愚か者
傷だらけの天使

1998/06/11 シネ・ヴィヴァン六本木
阪本順次監督自身の手による『傷だらけの天使』外伝。
鈴木一真のカッチョよさにしびれる。by K. Hattori


 昨年春、松竹シネマ・ジャパネスクの第1弾作品として公開された『傷だらけの天使』のプレ・ストーリー。豊川悦司扮する私立探偵の弟分だった、石井久こと真木蔵人がトヨエツに出会う前の物語だ。主演は前作と同じ真木蔵人。ケンカっ早くてどんな仕事も長続きしないヒサシが、偶然知合った主婦から、家出した息子の行方を捜す依頼を受ける。この息子というのが、鈴木一真扮するマサルなのだが、当然「お母さんが捜してますから、家に帰りましょう」なんて説得が通じる相手ではない。ヒサシはマサルに、逆に引きづり回されるようになる。このあたりは、結局のところ優柔不断なヒサシの性格によるものです。こうしたキャラクターの基本設定は、一応前作『傷だらけの天使』を踏襲している。

 この映画がどういった経緯で出来上がったものかは知りませんが、中心になるのが真木蔵人だけではちょっと弱いような気もしました。鈴木一真は素行がミステリアスすぎて、真木蔵人とガッチリ組んで物語を進めて行くことができない。前作ではトヨエツもいたし、子供もいたし、原田知世もいましたからね……。それに、『傷だらけの天使』の真木蔵人は基本的に脇役だったので、それを主役に持ってくるには、もう少し工夫が必要だったかもしれません。キャラクターは十分に掘り下げてあるのだから、あとは彼が動きだすための動機に、十分な理由があればそれでよかった。この映画では彼の動機を 「人のよさ」という、性格に結びつけていますが、それプラス、外面的な動機にもっと強いものが欲しかった。

 この映画の隠されたテーマは、「母親と息子」というものだろう。主人公ヒサシは、行方不明の息子を探しながら、自分自身の両親、特に母親との関係を見つめなおして行く。この映画では物語より人物が前に立っている印象があるのですが、ひょっとしたら主人公より強いキャラクターに仕上がっているのが、大楠道代扮する万引き常習主婦でしょう。夫役の大杉漣にぶん殴られても、少しもひるまない。この役が、物語の進行にはからんでこないのが残念です。この人物に限らず、ものすごく魅力的な人物に設定されているのに、ちっとも物語にからんでこない人が多い映画です。これで物語にスピード感があれば、すごい傑作になったかもしれないのに。阪本監督が初めて東京でロケした映画ということで、少し遠慮してしまったのでしょうか。

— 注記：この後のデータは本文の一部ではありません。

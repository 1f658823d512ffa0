//! Command-line interface argument parsing.
//!
//! This module handles all CLI argument parsing using clap,
//! including validation and default values.

use crate::models::HelpStatus;
use chrono::NaiveDate;
use clap::{Parser, Subcommand};
use serde::{Deserialize, Serialize};
use std::path::PathBuf;

/// fraudboard - admin console for oFraud fraud reports
///
/// Review the pending queue, accept or reject reports, search the
/// catalog, and compute dashboard statistics.
///
/// Examples:
///   fraudboard stats
///   fraudboard stats --input reports.json --format json -o stats.json
///   fraudboard search --status 1 --category 3 --page 2
///   fraudboard accept 42 --comment "Sitio confirmado" --internal
///   fraudboard help-requests list --status pending
///   fraudboard init-config
#[derive(Parser, Debug, Clone)]
#[command(author, version, about, long_about = None)]
#[command(propagate_version = true)]
pub struct Args {
    /// Base URL of the reports API
    #[arg(long, global = true, value_name = "URL", env = "FRAUDBOARD_API_URL")]
    pub api_url: Option<String>,

    /// Bearer token for the admin endpoints
    #[arg(long, global = true, env = "FRAUDBOARD_TOKEN", hide_env_values = true)]
    pub token: Option<String>,

    /// Path to configuration file
    ///
    /// If not specified, looks for .fraudboard.toml in the current directory
    #[arg(short, long, global = true, value_name = "FILE")]
    pub config: Option<PathBuf>,

    /// Request timeout in seconds
    #[arg(long, global = true, value_name = "SECS")]
    pub timeout: Option<u64>,

    /// Offset from UTC in hours used for calendar months (e.g. -6)
    #[arg(long, global = true, value_name = "HOURS", allow_negative_numbers = true)]
    pub utc_offset: Option<i32>,

    /// Enable verbose logging output
    #[arg(short, long, global = true)]
    pub verbose: bool,

    /// Run in quiet mode (minimal output)
    #[arg(short, long, global = true)]
    pub quiet: bool,

    #[command(subcommand)]
    pub command: Command,
}

/// Console commands.
#[derive(Subcommand, Debug, Clone)]
pub enum Command {
    /// Compute dashboard statistics
    Stats {
        /// Read reports from a JSON export instead of the API
        #[arg(long, value_name = "FILE")]
        input: Option<PathBuf>,

        /// Reference instant (RFC 3339); defaults to the current time
        #[arg(long, value_name = "TIMESTAMP")]
        now: Option<String>,

        /// Output format (markdown, json)
        #[arg(long, value_name = "FORMAT")]
        format: Option<OutputFormat>,

        /// Write the output to a file instead of stdout
        #[arg(short, long, value_name = "FILE")]
        output: Option<PathBuf>,
    },

    /// Search and page through the report catalog
    Search {
        /// Read reports from a JSON export instead of the API
        #[arg(long, value_name = "FILE")]
        input: Option<PathBuf>,

        /// Exact report id
        #[arg(long)]
        id: Option<String>,

        /// Category id (1-10)
        #[arg(long, value_name = "ID")]
        category: Option<i64>,

        /// Status id (1 pending, 2 accepted, 3 rejected)
        #[arg(long, value_name = "ID")]
        status: Option<i64>,

        /// Earliest creation date (YYYY-MM-DD)
        #[arg(long, value_name = "DATE")]
        date_from: Option<NaiveDate>,

        /// Latest creation date (YYYY-MM-DD)
        #[arg(long, value_name = "DATE")]
        date_to: Option<NaiveDate>,

        /// Page number, starting at 1
        #[arg(long, default_value = "1")]
        page: usize,

        /// Reports per page
        #[arg(long, default_value = "10")]
        limit: usize,

        /// Output format (markdown, json)
        #[arg(long, value_name = "FORMAT")]
        format: Option<OutputFormat>,
    },

    /// Show the next report waiting for triage
    NextPending {
        /// Read reports from a JSON export instead of the API
        #[arg(long, value_name = "FILE")]
        input: Option<PathBuf>,

        /// Output format (markdown, json)
        #[arg(long, value_name = "FORMAT")]
        format: Option<OutputFormat>,
    },

    /// Show a single report
    Show {
        id: i64,

        /// Output format (markdown, json)
        #[arg(long, value_name = "FORMAT")]
        format: Option<OutputFormat>,
    },

    /// Accept a report and assign it to an administrator
    Accept {
        id: i64,

        /// Comment to attach to the report
        #[arg(long)]
        comment: Option<String>,

        /// Mark the comment as internal (hidden from the reporter)
        #[arg(long)]
        internal: bool,
    },

    /// Reject a report
    Reject {
        id: i64,

        /// Comment to attach to the report
        #[arg(long)]
        comment: Option<String>,

        /// Mark the comment as internal (hidden from the reporter)
        #[arg(long)]
        internal: bool,
    },

    /// Edit report metadata
    Update {
        id: i64,

        #[arg(long)]
        title: Option<String>,

        #[arg(long)]
        description: Option<String>,

        #[arg(long, value_name = "ID")]
        category: Option<i64>,

        #[arg(long, value_name = "ID")]
        status: Option<i64>,

        #[arg(long)]
        location: Option<String>,

        /// Incident date (YYYY-MM-DD)
        #[arg(long, value_name = "DATE")]
        incident_date: Option<NaiveDate>,

        #[arg(long, value_name = "URL")]
        evidence_url: Option<String>,

        /// Assign the report to this admin id
        #[arg(long, value_name = "ADMIN_ID")]
        assign: Option<i64>,
    },

    /// Delete a report
    Delete {
        id: i64,

        /// Confirm the deletion
        #[arg(long)]
        yes: bool,
    },

    /// List the comments on a report
    Comments {
        id: i64,

        /// Output format (markdown, json)
        #[arg(long, value_name = "FORMAT")]
        format: Option<OutputFormat>,
    },

    /// Change the text or visibility of a comment
    CommentEdit {
        comment_id: i64,

        /// New comment text
        #[arg(long)]
        comment: String,

        /// Mark the comment as internal (hidden from the reporter)
        #[arg(long)]
        internal: bool,
    },

    /// Delete a comment
    CommentDelete {
        comment_id: i64,

        /// Confirm the deletion
        #[arg(long)]
        yes: bool,
    },

    /// Work the queue of user help requests
    #[command(subcommand)]
    HelpRequests(HelpCommand),

    /// Generate a default .fraudboard.toml configuration file
    InitConfig,
}

/// Help-request queue commands.
#[derive(Subcommand, Debug, Clone)]
pub enum HelpCommand {
    /// List help requests, urgent first
    List {
        /// Fetch only the pending queue
        #[arg(long)]
        pending: bool,

        /// Keep only requests in this status (pending, in_progress, resolved, closed)
        #[arg(long, value_name = "STATUS")]
        status: Option<HelpStatus>,

        /// Output format (markdown, json)
        #[arg(long, value_name = "FORMAT")]
        format: Option<OutputFormat>,
    },

    /// Take an unassigned pending request
    Assign { id: i64 },

    /// Answer a request
    Respond {
        id: i64,

        /// Response shown to the user
        #[arg(long)]
        response: String,

        /// Status to move the request to
        #[arg(long, value_name = "STATUS", default_value = "resolved")]
        status: HelpStatus,
    },
}

/// Output format for command results.
#[derive(
    Debug, Clone, Copy, PartialEq, Eq, Default, clap::ValueEnum, Serialize, Deserialize,
)]
#[serde(rename_all = "lowercase")]
pub enum OutputFormat {
    /// Markdown format (default)
    #[default]
    Markdown,
    /// JSON format
    Json,
}

impl Args {
    /// Parse command-line arguments.
    pub fn parse_args() -> Self {
        Self::parse()
    }

    /// Validate the parsed arguments.
    pub fn validate(&self) -> Result<(), String> {
        // Skip validation for init-config
        if matches!(self.command, Command::InitConfig) {
            return Ok(());
        }

        if let Some(ref url) = self.api_url {
            if !url.starts_with("http://") && !url.starts_with("https://") {
                return Err("API URL must start with 'http://' or 'https://'".to_string());
            }
        }

        // Check for conflicting options
        if self.verbose && self.quiet {
            return Err("Cannot use both --verbose and --quiet".to_string());
        }

        if let Some(timeout) = self.timeout {
            if timeout == 0 {
                return Err("Timeout must be at least 1 second".to_string());
            }
        }

        match self.command {
            Command::Search {
                page,
                limit,
                date_from,
                date_to,
                ..
            } => {
                if page == 0 {
                    return Err("Page must be at least 1".to_string());
                }
                if limit == 0 {
                    return Err("Limit must be at least 1".to_string());
                }
                if let (Some(from), Some(to)) = (date_from, date_to) {
                    if from > to {
                        return Err("--date-from must not be after --date-to".to_string());
                    }
                }
            }
            Command::Delete { yes: false, .. } | Command::CommentDelete { yes: false, .. } => {
                return Err("Refusing to delete without --yes".to_string());
            }
            Command::CommentEdit { ref comment, .. } if comment.trim().is_empty() => {
                return Err("Comment text cannot be empty".to_string());
            }
            Command::HelpRequests(HelpCommand::Respond { ref response, .. })
                if response.trim().is_empty() =>
            {
                return Err("Response text cannot be empty".to_string());
            }
            _ => {}
        }

        if let Some(input) = self.input() {
            if !input.is_file() {
                return Err(format!("Input file does not exist: {}", input.display()));
            }
        }

        Ok(())
    }

    /// The local JSON export the command reads from, if any.
    pub fn input(&self) -> Option<&PathBuf> {
        match self.command {
            Command::Stats { ref input, .. }
            | Command::Search { ref input, .. }
            | Command::NextPending { ref input, .. } => input.as_ref(),
            _ => None,
        }
    }

    /// Returns the log level based on verbosity settings.
    pub fn log_level(&self) -> tracing::Level {
        if self.quiet {
            tracing::Level::ERROR
        } else if self.verbose {
            tracing::Level::DEBUG
        } else {
            tracing::Level::INFO
        }
    }
}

 鈴木一真は今までにも『不機嫌な果実』『冷たい血』『女刑事RIKO』など、何本かの映画で顔を見ていますが、今回の役はカッコよかった。地下駐車場で警備員や警官ともみ合っているヒサシを助けるため、ナイフを握り締めて全力疾走するシーンは、感動的ですらあります。今まではどうも中性的だったり病的だったりする役が多かったのですが、この人はもっとマッチョな役も演じられる人ですね。今まではモデル出身という経歴だけが取り沙汰され、役者としてはイマイチ感がぬぐえなかったのですが、今回ようやく「役者」になりました。